A Dublin man has won his High Court claim that a 19th-century law prohibiting begging in a public place is unconstitutional because it excessively interferes with his right of freedom of expression.
The Vagrancy (Ireland) Act 1847 was introduced at the height of the Great Famine. Section 3 of the 1847 Act, amended by a later Act in 1939, made begging in a public place an offence and provided for a sentence of up to one month on conviction of that charge.
Niall Dillon, a graduate understood to have fallen on hard times, brought the challenge to section 3 after he was charged under that provision with begging on Parliament Street, Dublin, on September 19th, 2003.
Mr Dillon claimed he was outside the Spar shop on Parliament Street when he was arrested and that he had earlier been given a cup of coffee and a sandwich by the shop manager as Mr Dillon had prevented a theft from the shop. He was sitting outside the shop with a cup in a quiet and peaceful manner when he was arrested, he claimed.
He brought his challenge on several grounds, including claims that the Act discriminated between rich and poor.
Mr Justice Éamon de Valera yesterday upheld the claim by Mr Dillon that section 3 is unconstitutional on grounds that the likely sentence amounted to a disproportionate interference with his constitutional right to freedom of expression.
On that basis, the judge ruled that section 3 was unconstitutional, meaning Mr Dillon will not now face trial.
However, the judge rejected additional claims by Mr Dillon that the section was unconstitutional because it provided for a mandatory prison term of up to one month for begging. He ruled that judges had a discretion in relation to the sanction imposed and that the provision for a sentence of up to one month was not a mandatory sentence.
The judge had heard the challenge early last year and reserved judgment. Outlining the thrust of his findings, he said the full judgment would be made available within days.
During the hearing, the court was told that the Law Reform Commission, in its 1985 report on vagrancy, had recommended that the 1847 Vagrancy Act be repealed and replaced with a new offence of : begging (1) in a public place; or (2) from house to house in a manner likely to cause fear or annoyance. The commission had said that imprisonment was undesirable in many cases of begging and recommended that a fine be also available as a penalty.

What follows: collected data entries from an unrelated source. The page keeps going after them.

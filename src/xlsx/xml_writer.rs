//! Buffered XML writer used for every package part

use crate::error::Result;
use std::io::Write;

/// XML writer that batches small writes before handing them to the output
pub struct XmlWriter<W: Write> {
    writer: W,
    buffer: Vec<u8>,
    num: itoa::Buffer,
}

impl<W: Write> XmlWriter<W> {
    pub fn new(writer: W) -> Self {
        XmlWriter {
            writer,
            buffer: Vec::with_capacity(8192),
            num: itoa::Buffer::new(),
        }
    }

    /// Write raw bytes directly
    #[inline]
    pub fn write_raw(&mut self, data: &[u8]) -> Result<()> {
        self.buffer.extend_from_slice(data);
        if self.buffer.len() > 4096 {
            self.flush()?;
        }
        Ok(())
    }

    #[inline]
    pub fn write_str(&mut self, s: &str) -> Result<()> {
        self.write_raw(s.as_bytes())
    }

    /// Write an integer without allocating
    #[inline]
    pub fn write_int(&mut self, value: i64) -> Result<()> {
        let formatted = self.num.format(value);
        self.buffer.extend_from_slice(formatted.as_bytes());
        Ok(())
    }

    /// `<?xml ...?>` declaration followed by a newline
    pub fn declaration(&mut self) -> Result<()> {
        self.write_str("<?xml version=\"1.0\" encoding=\"UTF-8\" standalone=\"yes\"?>\n")
    }

    /// Write XML element start tag (left open for attributes)
    #[inline]
    pub fn start_element(&mut self, name: &str) -> Result<()> {
        self.write_raw(b"<")?;
        self.write_str(name)
    }

    /// Write XML element end tag
    #[inline]
    pub fn end_element(&mut self, name: &str) -> Result<()> {
        self.write_raw(b"</")?;
        self.write_str(name)?;
        self.write_raw(b">")
    }

    /// Close the start tag of an element opened with `start_element`
    #[inline]
    pub fn close_start_tag(&mut self) -> Result<()> {
        self.write_raw(b">")
    }

    /// Close an element opened with `start_element` as `<name .../>`
    #[inline]
    pub fn close_empty(&mut self) -> Result<()> {
        self.write_raw(b"/>")
    }

    /// Write self-closing element without attributes
    #[inline]
    pub fn empty_element(&mut self, name: &str) -> Result<()> {
        self.write_raw(b"<")?;
        self.write_str(name)?;
        self.write_raw(b"/>")
    }

    #[inline]
    pub fn attribute(&mut self, name: &str, value: &str) -> Result<()> {
        self.write_raw(b" ")?;
        self.write_str(name)?;
        self.write_raw(b"=\"")?;
        self.write_escaped(value)?;
        self.write_raw(b"\"")
    }

    #[inline]
    pub fn attribute_int(&mut self, name: &str, value: i64) -> Result<()> {
        self.write_raw(b" ")?;
        self.write_str(name)?;
        self.write_raw(b"=\"")?;
        self.write_int(value)?;
        self.write_raw(b"\"")
    }

    /// `<name>text</name>` with escaped text
    pub fn text_element(&mut self, name: &str, text: &str) -> Result<()> {
        self.start_element(name)?;
        self.close_start_tag()?;
        self.write_escaped(text)?;
        self.end_element(name)
    }

    /// Write text content with XML escaping
    #[inline]
    pub fn write_escaped(&mut self, text: &str) -> Result<()> {
        for byte in text.bytes() {
            match byte {
                b'&' => self.buffer.extend_from_slice(b"&amp;"),
                b'<' => self.buffer.extend_from_slice(b"&lt;"),
                b'>' => self.buffer.extend_from_slice(b"&gt;"),
                b'"' => self.buffer.extend_from_slice(b"&quot;"),
                b'\'' => self.buffer.extend_from_slice(b"&apos;"),
                // Control characters are not allowed in XML 1.0
                b'\t' | b'\n' | b'\r' => self.buffer.push(byte),
                0x00..=0x1f => {}
                _ => self.buffer.push(byte),
            }
        }
        if self.buffer.len() > 4096 {
            self.flush()?;
        }
        Ok(())
    }

    /// Flush buffer to underlying writer
    pub fn flush(&mut self) -> Result<()> {
        if !self.buffer.is_empty() {
            self.writer.write_all(&self.buffer)?;
            self.buffer.clear();
        }
        self.writer.flush()?;
        Ok(())
    }
}

#[cfg(test)]
mod tests {
    use super::*;

    #[test]
    fn test_xml_writer() {
        let mut output = Vec::new();
        let mut writer = XmlWriter::new(&mut output);

        writer.start_element("row").unwrap();
        writer.attribute_int("r", 12).unwrap();
        writer.attribute("spans", "1:3").unwrap();
        writer.close_start_tag().unwrap();
        writer.text_element("t", "content").unwrap();
        writer.end_element("row").unwrap();
        writer.flush().unwrap();

        assert_eq!(
            String::from_utf8(output).unwrap(),
            "<row r=\"12\" spans=\"1:3\"><t>content</t></row>"
        );
    }

    #[test]
    fn test_xml_escaping() {
        let mut output = Vec::new();
        let mut writer = XmlWriter::new(&mut output);

        writer.write_escaped("<a href=\"x\">&'</a>\u{1}").unwrap();
        writer.flush().unwrap();

        assert_eq!(
            String::from_utf8(output).unwrap(),
            "&lt;a href=&quot;x&quot;&gt;&amp;&apos;&lt;/a&gt;"
        );
    }
}
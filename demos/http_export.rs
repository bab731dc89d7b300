//! Example: serve an export over HTTP
//!
//! ```bash
//! RUST_LOG=easyexcel=debug cargo run --example http_export --features http
//! curl -OJ "http://127.0.0.1:3000/clientes/export?ciudad=Lima" -H "Authorization: Token demo"
//! ```

use easyexcel::http::router;
use easyexcel::prelude::*;
use std::sync::Arc;
use tracing_subscriber::EnvFilter;

struct TokenAuth;

impl Permission for TokenAuth {
    fn has_permission(&self, request: &ExportRequest) -> bool {
        request
            .header("authorization")
            .is_some_and(|value| value.starts_with("Token "))
    }

    fn message(&self) -> String {
        "Authentication credentials were not provided.".to_string()
    }
}

#[tokio::main]
async fn main() -> Result<(), Box<dyn std::error::Error>> {
    tracing_subscriber::fmt()
        .with_env_filter(
            EnvFilter::try_from_default_env().unwrap_or_else(|_| EnvFilter::new("easyexcel=info")),
        )
        .init();

    let model = ModelSchema::new("Cliente")
        .verbose_name_plural("clientes")
        .field(FieldDescriptor::new("id").primary_key())
        .field(FieldDescriptor::new("nombre"))
        .field(FieldDescriptor::new("ciudad"));

    let mut table = MemoryTable::new(["id", "nombre", "ciudad"]);
    for (i, (name, city)) in [("Ana", "Lima"), ("Luis", "Quito"), ("Marta", "Lima")]
        .into_iter()
        .enumerate()
    {
        table.insert(vec![(i as i64 + 1).into(), name.into(), city.into()])?;
    }

    let config = ExportConfig::new(model)
        .permission(TokenAuth)
        .header_style(HeaderStyle {
            fill_color: "FFF2CC".to_string(),
            ..HeaderStyle::default()
        });
    let view = Arc::new(ExportView::new(config, table)?);

    let addr = std::env::var("BIND_ADDR").unwrap_or_else(|_| "127.0.0.1:3000".to_string());
    let listener = tokio::net::TcpListener::bind(&addr).await?;
    tracing::info!(%addr, "serving /clientes/export");
    axum::serve(listener, router("/clientes/export", view)).await?;
    Ok(())
}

In opposing the challenge, it was argued on behalf of the DPP and Attorney General that section 3 did not discriminate between rich and poor or between citizens on the basis of their characteristics. While it might be argued the section affected the poor more than the rich - because it was from the poor that people who beg were likely to be drawn - not all the poor engaged in the act of begging, it was submitted.
Section 3 provided only that a certain type of behaviour, begging in a public place, constituted an offence.